Por lo demás, de estos reglamentos del parchís gubernamental me llama la atención su tremenda obviedad. ¿Es necesario poner negro sobre blanco que un administrador de lo común no debe meter la mano en el cajón ni enchufar a su cuñada? Alarma pensar que la respuesta sea afirmativa, como si tuviéramos asumido que la norma fuera, efectivamente, hacer mangas (o sea, mangoneos) y capirotes desde la publicación del nombramiento hasta el cese en el boletín oficial de referencia.

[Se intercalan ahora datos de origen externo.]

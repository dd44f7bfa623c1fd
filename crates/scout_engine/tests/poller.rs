use std::sync::Arc;
use std::time::Duration;

use scout_core::{ApiError, SearchKey};
use scout_engine::{ApiSettings, EngineEvent, Poller, ReqwestTransport};
use serde_json::json;
use tokio::sync::mpsc;
use tokio::time::timeout;
use wiremock::matchers::{method, path, query_param};
use wiremock::{Mock, MockServer, ResponseTemplate};

fn key(keyword: &str) -> SearchKey {
    SearchKey::parse(keyword, "Austin").unwrap()
}

fn status_body(keyword: &str, found: u64) -> serde_json::Value {
    json!({
        "data": {
            "keyword": keyword,
            "location": "Austin",
            "totalFound": found,
            "progress": { "processed": found, "total": 12 }
        }
    })
}

fn poller_for(
    server: &MockServer,
    interval: Duration,
) -> (Poller, mpsc::UnboundedReceiver<EngineEvent>) {
    let transport = ReqwestTransport::new(ApiSettings {
        base_url: server.uri(),
        ..ApiSettings::default()
    })
    .expect("transport");
    let (tx, rx) = mpsc::unbounded_channel();
    (Poller::new(Arc::new(transport), interval, tx), rx)
}

async fn drain_for(rx: &mut mpsc::UnboundedReceiver<EngineEvent>, window: Duration) -> Vec<EngineEvent> {
    let mut events = Vec::new();
    let deadline = tokio::time::Instant::now() + window;
    while let Ok(Some(event)) = tokio::time::timeout_at(deadline, rx.recv()).await {
        events.push(event);
    }
    events
}

#[tokio::test]
async fn first_check_is_immediate() {
    let server = MockServer::start().await;
    Mock::given(method("GET"))
        .and(path("/scraper/status"))
        .respond_with(ResponseTemplate::new(200).set_body_json(status_body("coffee", 5)))
        .mount(&server)
        .await;

    // An hour-long interval: only the immediate tick can arrive in time.
    let (poller, mut rx) = poller_for(&server, Duration::from_secs(3600));
    poller.start_observing(key("coffee"), 1);

    let event = timeout(Duration::from_secs(2), rx.recv())
        .await
        .expect("tick in time")
        .expect("channel open");
    match event {
        EngineEvent::StatusChecked {
            key: k,
            generation,
            seq,
            result,
        } => {
            assert_eq!(k, key("coffee"));
            assert_eq!((generation, seq), (1, 1));
            assert_eq!(result.expect("snapshot").total_found, 5);
        }
        other => panic!("unexpected event {other:?}"),
    }
    assert_eq!(poller.observing(), Some((key("coffee"), 1)));
}

#[tokio::test]
async fn stop_discards_in_flight_tick() {
    let server = MockServer::start().await;
    Mock::given(method("GET"))
        .and(path("/scraper/status"))
        .respond_with(
            ResponseTemplate::new(200)
                .set_delay(Duration::from_millis(300))
                .set_body_json(status_body("coffee", 5)),
        )
        .mount(&server)
        .await;

    let (poller, mut rx) = poller_for(&server, Duration::from_secs(3600));
    poller.start_observing(key("coffee"), 1);
    tokio::time::sleep(Duration::from_millis(50)).await;
    poller.stop_observing();

    let events = drain_for(&mut rx, Duration::from_millis(600)).await;
    assert!(events.is_empty(), "got {events:?}");
    assert_eq!(poller.observing(), None);
}

#[tokio::test]
async fn retarget_drops_ticks_of_previous_key() {
    let server = MockServer::start().await;
    Mock::given(method("GET"))
        .and(path("/scraper/status"))
        .and(query_param("keyword", "coffee"))
        .respond_with(
            ResponseTemplate::new(200)
                .set_delay(Duration::from_millis(300))
                .set_body_json(status_body("coffee", 9)),
        )
        .mount(&server)
        .await;
    Mock::given(method("GET"))
        .and(path("/scraper/status"))
        .and(query_param("keyword", "bakery"))
        .respond_with(ResponseTemplate::new(200).set_body_json(status_body("bakery", 1)))
        .mount(&server)
        .await;

    let (poller, mut rx) = poller_for(&server, Duration::from_secs(3600));
    poller.start_observing(key("coffee"), 1);
    tokio::time::sleep(Duration::from_millis(20)).await;
    poller.start_observing(key("bakery"), 2);

    let events = drain_for(&mut rx, Duration::from_millis(600)).await;
    assert_eq!(events.len(), 1, "got {events:?}");
    assert!(matches!(
        &events[0],
        EngineEvent::StatusChecked { key: k, generation: 2, .. } if *k == key("bakery")
    ));
}

#[tokio::test]
async fn failures_do_not_stop_the_loop() {
    let server = MockServer::start().await;
    Mock::given(method("GET"))
        .and(path("/scraper/status"))
        .respond_with(ResponseTemplate::new(500))
        .mount(&server)
        .await;

    let (poller, mut rx) = poller_for(&server, Duration::from_millis(50));
    poller.start_observing(key("coffee"), 7);

    let events = drain_for(&mut rx, Duration::from_millis(400)).await;
    poller.stop_observing();

    assert!(events.len() >= 2, "got {events:?}");
    let mut seqs = Vec::new();
    for event in events {
        match event {
            EngineEvent::StatusChecked {
                generation,
                seq,
                result,
                ..
            } => {
                assert_eq!(generation, 7);
                assert_eq!(result, Err(ApiError::HttpStatus { status: 500 }));
                seqs.push(seq);
            }
            other => panic!("unexpected event {other:?}"),
        }
    }
    // Every tick is reported exactly once.
    let count = seqs.len();
    seqs.sort_unstable();
    seqs.dedup();
    assert_eq!(seqs.len(), count);
}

Sospecho, y no me digan que ustedes no, que algo de eso hay. Por alguna razón, damos por sentado sin mayor escándalo ni merma del sueño que un despacho ejecutivo de cualquier institución —de cualquiera, lo recalco— es un conseguidero de deseos, sobre todo, si lo ocupan los de la cuerda propia. Denle un par de vueltas, porque como eso sea solo una migajita así, no va a haber código ético capaz de cambiarlo.

Retrato de partido

Una pregunta muy simple: ¿es moralmente aceptable que alguien que ha admitido que despistó 103.000 euros en la declaración de la renta de un solo año siga siendo el número dos de un partido político? Fíjense que dejo fuera de los interrogantes el pago vía fajo de billetes, el pastizal que no cuadra entre lo que se ingresa y se pule, el préstamo a un tipo multi-investigado y todo lo demás que, huela a lo que huela, aún está sujeto a investigación. Me limito a un hecho probado, tan fuera de cualquier duda, que el propio autor lo reconoció y, no quedándole otra, tuvo que aflojar la correspondiente panoja.

No se precipiten en la respuesta. Hay un truco en el enunciado: la alusión a la moral. Depende de la que se tenga, se podrá contestar una cosa diferente. Según estamos viendo —y estos también son hechos certificados—, el código ético del Partido Socialista de Euskadi no encuentra ninguna colisión entre intentar eludir la responsabilidad fiscal y ocupar un cargo de primerísima línea en la ejecutiva. No solamente eso. De acuerdo con el manual de buenas prácticas de la formación que gobierna en la CAV, lo que procede cuando un asunto así salta a la luz es salir a piñón en defensa de la honorabilidad del que ha sido descubierto en lo que el resto de los mortales consideraríamos una actitud más bien poco edificante.

¿He escrito “salir en defensa”? Bueno, ya saben que hay quien sostiene que la mejor es un buen ataque. Y ahí es donde el PSE, con su peculiar escala de valores en estandarte, lo está dando todo. Una querella judicial y una denuncia ante la Agencia Vasca de Protección de Datos por violación del derecho a la confidencialidad. El ofensor se convierte en ofendido.

Podría llenar diez páginas más, pero me quedo con la idea final: cuando López y sus mariachis vuelvan a salir con la mandanga de que hay instituciones que amparan el fraude fiscal, sabré a qué partido se refiere.